Three Laws of Cold Emails


This year, I’m going to start cold emailing customers.

Every VC and growth guru will tell you to do drip campaigns (as growth engineer, I’ve heard the whispers for two years). But I know, despite its efficacy, what drip marketing feels like as a recipient, and I’m hoping we might be better.

We as an industry are so anxious to hit “scale” that we sometimes rush past the question What are you scaling? If your email is mildly useful to the 5% that clicked through, mildly annoying to the 90% that did nothing, and irritating to the 5% that unsubscribed, why are you so eager to reach bigger audiences? Are you just muliplying a slight negative?

“Build something people want.” Why shouldn’t this apply to not only writing code, but also writing emails? It shouldn’t be hard: humans love to communicate with each other. Yet, 99% of the emails in my inbox aren’t communication. They’re blaring broadcasts from noreply addresses. They aren’t for communication, but to “drive behavior.”

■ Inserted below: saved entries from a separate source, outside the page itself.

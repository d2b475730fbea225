//! Copy-safe callout markers inside code listings.
//!
//! Callout numbers must stay visible next to code but never end up in the
//! clipboard. The renderer can emit them three ways depending on its icon
//! mode, and all three are handled:
//!
//! - `<b class="conum">(1)</b>`: text fallback, removed
//! - `<i class="conum" data-value="1"></i><b>(1)</b>`: icon kept but emptied
//!   and hidden from assistive technology, its `<b>` fallback removed
//! - literal `(1)` or `<1>` at the end of a line, stripped

use std::sync::LazyLock;

use regex::Regex;

use crate::dom::{Element, Fragment, Node};

/// A callout marker at the end of a line of listing text.
static TRAILING_MARKER: LazyLock<Regex> = LazyLock::new(|| {
    Regex::new(r"(?m)(?:^|[ \t]+)(?:\(\d+\)|<\d+>)[ \t]*$").expect("valid regex")
});

/// Neutralize callout markers in every `div.listingblock pre`.
pub fn make_callouts_copy_safe(fragment: &mut Fragment) {
    fragment
        .root_mut()
        .for_each_mut(&mut |block: &mut Element| {
            if block.is("div") && block.has_class("listingblock") {
                block.for_each_mut(&mut |el: &mut Element| {
                    if el.is("pre") {
                        sanitize_listing(el);
                    }
                });
            }
        });
}

fn sanitize_listing(pre: &mut Element) {
    strip_markers(&mut pre.children);
    strip_trailing_markers(pre);
}

/// Strip literal markers from the text runs of a listing.
///
/// Highlighters split a line across many elements, so a line ends either at
/// a newline or where the next text run starts with one. The last run of the
/// listing always ends a line.
fn strip_trailing_markers(pre: &mut Element) {
    let mut runs = Vec::new();
    collect_text(&mut pre.children, &mut runs);

    let ends_line: Vec<bool> = (0..runs.len())
        .map(|i| runs.get(i + 1).is_none_or(|next| next.starts_with('\n')))
        .collect();

    for (text, ends_line) in runs.into_iter().zip(ends_line) {
        let cleaned = if ends_line {
            TRAILING_MARKER.replace_all(text, "").into_owned()
        } else if let Some(pos) = text.rfind('\n') {
            let (lines, rest) = text.split_at(pos);
            format!("{}{rest}", TRAILING_MARKER.replace_all(lines, ""))
        } else {
            continue;
        };
        if cleaned != *text {
            *text = cleaned;
        }
    }
}

fn collect_text<'a>(nodes: &'a mut [Node], out: &mut Vec<&'a mut String>) {
    for node in nodes {
        match node {
            Node::Text(text) => out.push(text),
            Node::Element(el) => collect_text(&mut el.children, out),
            Node::Comment(_) => {}
        }
    }
}

fn is_conum(el: &Element) -> bool {
    el.has_class("conum")
}

fn is_icon_marker(node: &Node) -> bool {
    matches!(node, Node::Element(el) if is_conum(el) && el.has_attr("data-value"))
}

/// Remove text fallbacks and empty the icon markers, recursively.
fn strip_markers(nodes: &mut Vec<Node>) {
    let mut after_icon = false;
    nodes.retain(|node| {
        let keep = match node {
            Node::Element(el) if is_conum(el) && !el.has_attr("data-value") => false,
            Node::Element(el) if after_icon && el.is("b") => false,
            _ => true,
        };
        after_icon = keep && is_icon_marker(node);
        keep
    });

    for node in nodes.iter_mut() {
        let Node::Element(el) = node else {
            continue;
        };
        if is_conum(el) {
            el.clear();
            el.set_attr("aria-hidden", "true");
        } else {
            strip_markers(&mut el.children);
        }
    }
}
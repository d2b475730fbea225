//! Admonition blocks restyled for the site theme.
//!
//! The renderer emits a table with an icon cell and a content cell:
//!
//! ```html
//! <div class="admonitionblock warning"><table><tr>
//!   <td class="icon"><div class="title">Warning</div></td>
//!   <td class="content"><div class="title">Careful</div>Body</td>
//! </tr></table></div>
//! ```
//!
//! The theme expects a titled box instead:
//!
//! ```html
//! <div class="admonition warning"><p class="admonition-title">Careful</p>Body</div>
//! ```

use crate::dom::{tag_with_class, with_class, Element, Fragment, Node};

/// Admonition kinds, in the order they are checked against the class list.
pub const KINDS: [&str; 5] = ["note", "tip", "important", "caution", "warning"];

/// Rewrite every `div.admonitionblock` into the theme's admonition markup.
///
/// Only the renderer's own class is matched, so output of this pass is never
/// rewritten twice.
pub fn restyle_admonitions(fragment: &mut Fragment) {
    fragment
        .root_mut()
        .rewrite(&tag_with_class("div", "admonitionblock"), &mut restyle);
}

fn restyle(mut block: Element) -> Node {
    let kind = KINDS
        .iter()
        .copied()
        .find(|kind| block.has_class(kind))
        .unwrap_or("note");

    // Without a content cell the whole block is the body.
    let mut content = block.take_first(with_class("content")).unwrap_or(block);

    let title = match content.take_first(with_class("title")) {
        Some(title_el) => title_el.text(),
        None => capitalize(kind),
    };

    let mut admonition = Element::new("div")
        .with_attr("class", format!("admonition {kind}"))
        .with_child(
            Element::new("p")
                .with_attr("class", "admonition-title")
                .with_text(title),
        );
    admonition.children.append(&mut content.children);

    Node::Element(admonition)
}

/// Capitalize the first letter of a string.
fn capitalize(s: &str) -> String {
    let mut chars = s.chars();
    match chars.next() {
        Some(c) => c.to_uppercase().collect::<String>() + chars.as_str(),
        None => String::new(),
    }
}
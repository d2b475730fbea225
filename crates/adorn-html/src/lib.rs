//! HTML processing for rendered AsciiDoc.
//!
//! This crate parses the renderer's HTML into a small owned tree, extracts
//! page metadata and the heading outline, and rewrites renderer-specific
//! markup into the site theme's conventions.

pub mod admonition;
pub mod colist;
pub mod conum;
pub mod dom;
pub mod meta;
pub mod normalize;
pub mod parser;
pub mod serialize;
pub mod toc;

pub use dom::{Element, Fragment, Node};
pub use meta::{extract_meta, Meta};
pub use normalize::{normalize, normalize_fragment};
pub use serialize::escape_html;
pub use toc::{build_toc, slugify, HeadingNode};
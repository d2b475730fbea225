//! AsciiDoc rendering through an external renderer, with a render cache.
//!
//! [`Asciidoctor`] shells out to the `asciidoctor` command; [`RenderCache`]
//! sits in front of any [`Backend`] and skips renders for unchanged files.

pub mod backend;
pub mod cache;
pub mod config;
pub mod document;

pub use backend::{Asciidoctor, Backend, RenderError};
pub use cache::{CacheEntry, FileStamp, RenderCache};
pub use config::{RenderConfig, SafeMode};
pub use document::RenderedDocument;
/// Queried on every trigger and never cached. An empty string means the
/// native constraints have no complaint about the field.
pub trait ConstraintOracle: Send + Sync {
    fn native_validation_message(&self, name: &str) -> String;
}

impl<F> ConstraintOracle for F
where
    F: Fn(&str) -> String + Send + Sync,
{
    fn native_validation_message(&self, name: &str) -> String {
        (self)(name)
    }
}

#[derive(Clone, Copy, Debug, Default)]
pub struct NoConstraints;

impl ConstraintOracle for NoConstraints {
    fn native_validation_message(&self, _name: &str) -> String {
        String::new()
    }
}
use std::collections::{BTreeMap, BTreeSet};

use serde::Serialize;

use super::controller::{Submission, SubmitState};
use super::registry::Registry;

#[derive(Clone, Debug, Eq, PartialEq, Serialize)]
pub struct FormState {
    pub revision: u64,
    pub values: BTreeMap<String, String>,
    pub errors: BTreeMap<String, String>,
    pub touched: BTreeMap<String, bool>,
    pub dirty: BTreeMap<String, bool>,
    pub validating: BTreeSet<String>,
    pub is_validating: bool,
    pub is_valid: bool,
    pub is_dirty: bool,
    pub is_touched: bool,
    pub first_error: Option<String>,
    pub submit_state: SubmitState,
    pub submit_count: u32,
}

impl FormState {
    pub fn error(&self, name: &str) -> Option<&str> {
        self.errors.get(name).map(String::as_str)
    }

    pub fn value(&self, name: &str) -> Option<&str> {
        self.values.get(name).map(String::as_str)
    }

    pub fn is_field_validating(&self, name: &str) -> bool {
        self.validating.contains(name)
    }

    pub fn can_submit(&self) -> bool {
        self.is_valid && !self.is_validating
    }
}

pub(super) fn aggregate(registry: &Registry, submission: Submission, revision: u64) -> FormState {
    let mut state = FormState {
        revision,
        values: BTreeMap::new(),
        errors: BTreeMap::new(),
        touched: BTreeMap::new(),
        dirty: BTreeMap::new(),
        validating: BTreeSet::new(),
        is_validating: false,
        is_valid: true,
        is_dirty: false,
        is_touched: false,
        first_error: None,
        submit_state: submission.state,
        submit_count: submission.count,
    };

    for record in registry.ordered() {
        let name = record.name.as_str();
        state.values.insert(name.to_owned(), record.value.clone());
        state.touched.insert(name.to_owned(), record.touched);
        state.dirty.insert(name.to_owned(), record.dirty);
        state.is_touched |= record.touched;
        state.is_dirty |= record.dirty;
        if record.is_validating() {
            state.validating.insert(name.to_owned());
        }
        if let Some(message) = record.error_message() {
            state.errors.insert(name.to_owned(), message.to_owned());
            if state.first_error.is_none() {
                state.first_error = Some(name.to_owned());
            }
        }
    }

    state.is_validating = !state.validating.is_empty();
    state.is_valid = state.errors.is_empty();
    state
}
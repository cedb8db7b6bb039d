use futures::task::SpawnExt;
use futures_timer::Delay;
use log::{debug, error, trace};

use super::controller::{FormController, FormResult, read_lock, write_lock};
use super::registry::FieldId;
use super::validation::{
    BoxedValidationFuture, Trigger, Validation, ValidationTicket, Validator, ValidatorKind,
};

#[derive(Clone, Debug)]
struct PendingValidation {
    name: String,
    field: FieldId,
    ticket: ValidationTicket,
}

enum Invocation {
    Debounced(String),
    Running(BoxedValidationFuture),
}

impl FormController {
    /// Forwards a raw input event. Updates the value, runs the validator bound
    /// to `trigger` and emits the new state. Validator failures end up in the
    /// emitted errors; only an unknown `name` is reported here.
    pub fn handle_trigger(
        &self,
        name: &str,
        value: impl Into<String>,
        trigger: Trigger,
    ) -> FormResult<()> {
        self.dispatch(name, Some(value.into()), trigger)?;
        self.publish()
    }

    pub(super) fn dispatch(
        &self,
        name: &str,
        input: Option<String>,
        trigger: Trigger,
    ) -> FormResult<()> {
        let native_message = self.oracle.native_validation_message(name);
        let revalidating = input.is_none();
        let planned = {
            let mut state = write_lock(&self.state, "dispatching trigger")?;
            let record = state.registry.get_mut(name)?;
            if let Some(value) = input {
                record.touched |= trigger.touches();
                record.set_value(value);
            }

            let bound = record.bindings.for_trigger(trigger).cloned();
            match bound {
                None => {
                    record.apply_native_message(native_message);
                    None
                }
                Some(validator)
                    if validator.kind() == ValidatorKind::Async
                        && record.value.is_empty()
                        && self.options.skip_empty_async =>
                {
                    record.bump_ticket();
                    record.set_custom_error(String::new());
                    None
                }
                Some(validator)
                    if revalidating
                        && trigger == Trigger::Submit
                        && validator.kind() == ValidatorKind::Async
                        && record.is_current_for(trigger) =>
                {
                    trace!("reusing submit validation {} of `{name}`", record.ticket.0);
                    None
                }
                Some(validator) => {
                    let ticket = record.begin_validation(trigger);
                    trace!("issued ticket {} for `{name}` on {trigger:?}", ticket.0);
                    let pending = PendingValidation {
                        name: name.to_owned(),
                        field: record.id,
                        ticket,
                    };
                    Some((pending, validator, record.value.clone()))
                }
            }
        };

        let Some((pending, validator, value)) = planned else {
            return Ok(());
        };
        if !validator.debounce_delay().is_zero() {
            self.spawn_validation(pending, validator, Invocation::Debounced(value));
            return Ok(());
        }
        match validator.invoke(&value) {
            Validation::Ready(message) => {
                let _ = self.retire(&pending, Some(message))?;
            }
            Validation::Deferred(future) => {
                self.spawn_validation(pending, validator, Invocation::Running(future));
            }
        }
        Ok(())
    }

    fn spawn_validation(
        &self,
        pending: PendingValidation,
        validator: Validator,
        invocation: Invocation,
    ) {
        debug!(
            "validating `{}` asynchronously with ticket {}",
            pending.name, pending.ticket.0
        );
        let controller = self.clone();
        let task_pending = pending.clone();
        let task = async move {
            let pending = task_pending;
            let future = match invocation {
                Invocation::Running(future) => future,
                Invocation::Debounced(value) => {
                    Delay::new(validator.debounce_delay()).await;
                    match controller.is_current(&pending) {
                        Ok(true) => {}
                        Ok(false) => {
                            controller.settle_from_task(&pending, None);
                            return;
                        }
                        Err(err) => {
                            error!("failed to check ticket for `{}`: {err}", pending.name);
                            return;
                        }
                    }
                    match validator.invoke(&value) {
                        Validation::Ready(message) => {
                            controller.settle_from_task(&pending, Some(message));
                            return;
                        }
                        Validation::Deferred(future) => future,
                    }
                }
            };

            let message = match future.await {
                Ok(message) => message,
                Err(failure) => {
                    validator.rejection_message(&failure, &controller.options.rejection_message)
                }
            };
            controller.settle_from_task(&pending, Some(message));
        };

        if let Err(err) = self.spawner.spawn(task) {
            error!("executor refused validation of `{}`: {err}", pending.name);
            let message = self.options.rejection_message.clone();
            self.settle_from_task(&pending, Some(message));
        }
    }

    fn settle_from_task(&self, pending: &PendingValidation, message: Option<String>) {
        let settled = self
            .retire(pending, message)
            .and_then(|changed| if changed { self.publish() } else { Ok(()) });
        if let Err(err) = settled {
            error!("failed to settle validation of `{}`: {err}", pending.name);
        }
    }

    fn is_current(&self, pending: &PendingValidation) -> FormResult<bool> {
        let state = read_lock(&self.state, "checking validation ticket")?;
        Ok(state
            .registry
            .get(&pending.name)
            .is_ok_and(|record| record.id == pending.field && record.ticket == pending.ticket))
    }

    fn retire(&self, pending: &PendingValidation, message: Option<String>) -> FormResult<bool> {
        let mut state = write_lock(&self.state, "settling validation")?;
        let Some(record) = state.registry.registered_mut(&pending.name, pending.field) else {
            trace!(
                "dropping ticket {} of unregistered field `{}`",
                pending.ticket.0, pending.name
            );
            return Ok(false);
        };

        let was_in_flight = record.in_flight.remove(&pending.ticket);
        if record.ticket != pending.ticket {
            trace!(
                "discarding stale ticket {} of `{}`, current is {}",
                pending.ticket.0, pending.name, record.ticket.0
            );
            return Ok(was_in_flight);
        }
        if let Some(message) = message {
            record.set_custom_error(message);
        }
        Ok(true)
    }
}
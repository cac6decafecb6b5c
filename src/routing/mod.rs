//! Routing subsystem.
//!
//! # Data Flow
//! ```text
//! Incoming Request (path, query)
//!     → matcher.rs (is the path under the context?)
//!     → rewrite.rs (optional prefix rewrite)
//!     → upstream.rs (join with target origin)
//!     → Return: upstream URI, or no match
//!
//! Compilation (at startup and on reload):
//!     UpstreamConfig
//!     → parse target, normalize context
//!     → Freeze as immutable Upstream
//! ```
//!
//! # Design Decisions
//! - One context, one target
//! - No regex in hot path (prefix matching only)
//! - Deterministic: same input always yields the same upstream URI

pub mod matcher;
pub mod rewrite;
pub mod upstream;

pub use matcher::{Matcher, PathPrefixMatcher};
pub use rewrite::PathRewriter;
pub use upstream::{RoutingError, Upstream};
//! HTTP server setup and configuration.
//!
//! # Responsibilities
//! - Create Axum Router with the catch-all proxy handler
//! - Wire up middleware (tracing, request ID)
//! - Bind server to listener
//! - Forward matching requests to the backend origin (http or https)
//! - Swap in reloaded configuration without dropping connections

use std::net::SocketAddr;
use std::sync::Arc;
use std::time::{Duration, Instant};

use arc_swap::ArcSwap;
use axum::{
    body::Body,
    extract::{ConnectInfo, State},
    http::{header, Request, StatusCode},
    response::{IntoResponse, Response},
    routing::any,
    Router,
};
use hyper_rustls::{HttpsConnector, HttpsConnectorBuilder};
use hyper_util::{
    client::legacy::{connect::HttpConnector, Client},
    rt::TokioExecutor,
};
use thiserror::Error;
use tokio::net::TcpListener;
use tokio::sync::{broadcast, mpsc};
use tower::ServiceBuilder;
use tower_http::{
    request_id::{PropagateRequestIdLayer, SetRequestIdLayer},
    trace::TraceLayer,
};

use crate::config::ProxyConfig;
use crate::http::request::{prepare_forward_request, request_id, MakeRequestUuidV4, X_REQUEST_ID};
use crate::http::response::{into_client_response, proxy_error_response, UpstreamFailure};
use crate::observability::metrics;
use crate::routing::{RoutingError, Upstream};

/// Errors constructing the server.
#[derive(Debug, Error)]
pub enum ServerError {
    #[error("invalid proxy configuration: {0}")]
    Routing(#[from] RoutingError),
    #[error("failed to set up upstream TLS: {0}")]
    Tls(#[from] rustls::Error),
}

/// Application state injected into handlers.
#[derive(Clone)]
pub struct AppState {
    pub upstream: Arc<ArcSwap<Upstream>>,
    pub client: Client<HttpsConnector<HttpConnector>, Body>,
    pub request_timeout: Duration,
}

/// HTTP server for the development proxy.
pub struct HttpServer {
    router: Router,
    config: ProxyConfig,
    upstream: Arc<ArcSwap<Upstream>>,
}

impl HttpServer {
    /// Create a new HTTP server with the given configuration.
    pub fn new(config: ProxyConfig) -> Result<Self, ServerError> {
        let upstream = Arc::new(ArcSwap::from_pointee(Upstream::from_config(&config.proxy)?));

        let mut connector = HttpConnector::new();
        connector.set_connect_timeout(Some(Duration::from_secs(config.timeouts.connect_secs)));
        // The TLS wrapper hands https URIs to the inner connector.
        connector.enforce_http(false);
        let connector = HttpsConnectorBuilder::new()
            .with_provider_and_webpki_roots(rustls::crypto::ring::default_provider())?
            .https_or_http()
            .enable_http1()
            .wrap_connector(connector);
        let client = Client::builder(TokioExecutor::new()).build(connector);

        let state = AppState {
            upstream: upstream.clone(),
            client,
            request_timeout: Duration::from_secs(config.timeouts.request_secs),
        };

        let router = Self::build_router(state);
        Ok(Self {
            router,
            config,
            upstream,
        })
    }

    /// Build the Axum router with all middleware layers.
    fn build_router(state: AppState) -> Router {
        Router::new()
            .route("/{*path}", any(proxy_handler))
            .route("/", any(proxy_handler))
            .with_state(state)
            .layer(
                ServiceBuilder::new()
                    .layer(SetRequestIdLayer::new(X_REQUEST_ID, MakeRequestUuidV4))
                    .layer(TraceLayer::new_for_http())
                    .layer(PropagateRequestIdLayer::new(X_REQUEST_ID)),
            )
    }

    /// Run the server, accepting connections on the given listener.
    ///
    /// Configs received on `config_updates` replace the live upstream.
    /// Returns once `shutdown` fires and in-flight requests have drained.
    pub async fn run(
        self,
        listener: TcpListener,
        mut config_updates: mpsc::UnboundedReceiver<ProxyConfig>,
        mut shutdown: broadcast::Receiver<()>,
    ) -> Result<(), std::io::Error> {
        let addr = listener.local_addr()?;
        let current = self.upstream.load_full();
        tracing::info!(
            address = %addr,
            context = %current.context(),
            target = %current.target(),
            "HTTP server starting"
        );

        let upstream = self.upstream.clone();
        let running = self.config.clone();
        tokio::spawn(async move {
            while let Some(new_config) = config_updates.recv().await {
                apply_update(&upstream, &running, &new_config);
            }
        });

        let app = self
            .router
            .into_make_service_with_connect_info::<SocketAddr>();

        axum::serve(listener, app)
            .with_graceful_shutdown(async move {
                let _ = shutdown.recv().await;
                tracing::info!("Shutdown signal received");
            })
            .await?;

        tracing::info!("HTTP server stopped");
        Ok(())
    }

    /// Get a reference to the config the server was started with.
    pub fn config(&self) -> &ProxyConfig {
        &self.config
    }

    /// Snapshot of the upstream currently serving requests.
    pub fn upstream(&self) -> Arc<Upstream> {
        self.upstream.load_full()
    }
}

/// Config sections that differ from `running` but only take effect on restart.
fn restart_only_changes(running: &ProxyConfig, config: &ProxyConfig) -> Vec<&'static str> {
    let mut changed = Vec::new();
    if config.listener != running.listener {
        changed.push("listener");
    }
    if config.timeouts != running.timeouts {
        changed.push("timeouts");
    }
    if config.observability != running.observability {
        changed.push("observability");
    }
    changed
}

fn apply_update(upstream: &ArcSwap<Upstream>, running: &ProxyConfig, config: &ProxyConfig) {
    for section in restart_only_changes(running, config) {
        tracing::warn!(section, "Changes to this section require a restart; ignoring");
    }

    match Upstream::from_config(&config.proxy) {
        Ok(new_upstream) => {
            tracing::info!(
                context = %new_upstream.context(),
                target = %new_upstream.target(),
                "Proxy configuration reloaded"
            );
            upstream.store(Arc::new(new_upstream));
        }
        Err(e) => {
            tracing::error!(error = %e, "Rejected reloaded configuration; keeping current upstream");
        }
    }
}

/// Main proxy handler.
/// Checks the context, rewrites the request, and streams the backend response back.
async fn proxy_handler(
    State(state): State<AppState>,
    ConnectInfo(client_addr): ConnectInfo<SocketAddr>,
    request: Request<Body>,
) -> Response {
    let start_time = Instant::now();
    let request_id = request_id(&request);
    let method = request.method().to_string();
    let path = request
        .uri()
        .path_and_query()
        .map(|pq| pq.as_str().to_string())
        .unwrap_or_else(|| request.uri().path().to_string());
    let host = request
        .headers()
        .get(header::HOST)
        .and_then(|v| v.to_str().ok())
        .unwrap_or("unknown")
        .to_string();

    let upstream = state.upstream.load_full();

    if !upstream.matches(&request) {
        tracing::debug!(request_id = %request_id, path = %path, "No route matched");
        metrics::record_request(&method, 404, "unmatched", start_time);
        return (StatusCode::NOT_FOUND, "No matching route found").into_response();
    }

    let forward = match prepare_forward_request(request, &upstream, client_addr) {
        Ok(req) => req,
        Err(e) => {
            tracing::error!(request_id = %request_id, error = %e, "Failed to build upstream request");
            let failure = UpstreamFailure::Other;
            metrics::record_request(&method, failure.status().as_u16(), "error", start_time);
            return proxy_error_response(failure, &host, &path);
        }
    };

    tracing::debug!(
        request_id = %request_id,
        method = %method,
        upstream_uri = %forward.uri(),
        "Proxying request"
    );

    let failure = match tokio::time::timeout(state.request_timeout, state.client.request(forward)).await {
        Ok(Ok(response)) => {
            metrics::record_request(&method, response.status().as_u16(), "forwarded", start_time);
            return into_client_response(response);
        }
        Ok(Err(e)) => {
            tracing::error!(request_id = %request_id, target = %upstream.target(), error = %e, "Upstream error");
            UpstreamFailure::from_client_error(&e)
        }
        Err(_) => {
            tracing::error!(
                request_id = %request_id,
                target = %upstream.target(),
                timeout = ?state.request_timeout,
                "Upstream timed out"
            );
            UpstreamFailure::Timeout
        }
    };

    metrics::record_request(&method, failure.status().as_u16(), "error", start_time);
    proxy_error_response(failure, &host, &path)
}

Tell me I’m naive or worse yet, over-thinking the problem (“Wait until someone is mad. Then fix it.”). But as I tell new hires, “When you’re new, you have a rare perspective. Only the naive can call out the Emporer’s new clothes.” I’m going to let myself go with it and do things a little differently by laying down three laws that

1. From my email.

I won’t be using a marketing automation tool.1 I’ll be typing in Gmail, sending from my work email. After all, you’ve given me your email, it feels fair you should have mine. Yes, I’ll be copy pasting snippets, but I won’t be using fill-in-the-blank campaign template.

So when you reply back with all caps “UNSUBSCRIBE”, I’ll see it personally, not just in my end of quarter internal metrics. Take my email and put it in the last most-annoying drip campaign. Or worse yet, mark as spam, the silent killer.

“But how will you scale?” These days, scale is trivial. If you have a motivated engineer, figuring out how to organize information is just an API away. I’ve already begun work on a Gmail-to-Postgres app that allows teams to share and analyze their Gmail outreach with SQL.

2. State my reason.

Anytime I email a customer, I should clearly state why. After all, “Why are you emailing me?” is exactly what I ask whenever I open most emails. If I am going to intrude on your inbox, it should be not only obvious why, but also directly related to your goals, not mine.

Some examples:

  • You’ve recently setup (or tried to setup) a new feature
  • Billing oddities and notifications
  • On behalf of shared colleague (finance team members)

Some anti-examples:

  • End of the year sale!
  • Our internal targets aim for X level of activation by Y day…
  • Another customer just told me he really likes us.

3. Measure relationships, not revenue.

In organizations, feedback loops are everything. Metrics incentivize behavior and structure departments.

I’m going to measure myself entirely on reply rates. That means if you don’t do anything, you’ve contributed to a negative feedback loop. There are no revenue expectations. If I talk to 100 users, and it turns out the exact same number convert at the exact same ratios to our small, medium, and large plans, that’s on Sentry. It means the product or the plans need to be fixed. Consider your cold emails as a product in and of themselves. You’re looking to build relationships like a product looks to engage users.

Finally, there is a risk that my laws aren’t practical. If I’m not “selling”, then…how can you justify the time/headcount? I believe that revenue follows value. If you start with the belief that Sentry is a great product that provides real value to its users, my part is to make it easier to use. My emails are explicitly meant not drive sales so ensure the quality of the emails themselves. We, of course, will measure the economics of these emails, and I’ll report back on whether my three laws are worth following.

  1. Unsubscribe rates are such a low bar when you hide the unsubscribe link. If you send 100,000 emails and only 5% click through, that means potentially you’ve wasted a few seconds of 95,000 people’s day. Broadcast seems cheap until everyone’s shouting at the top of their lungs.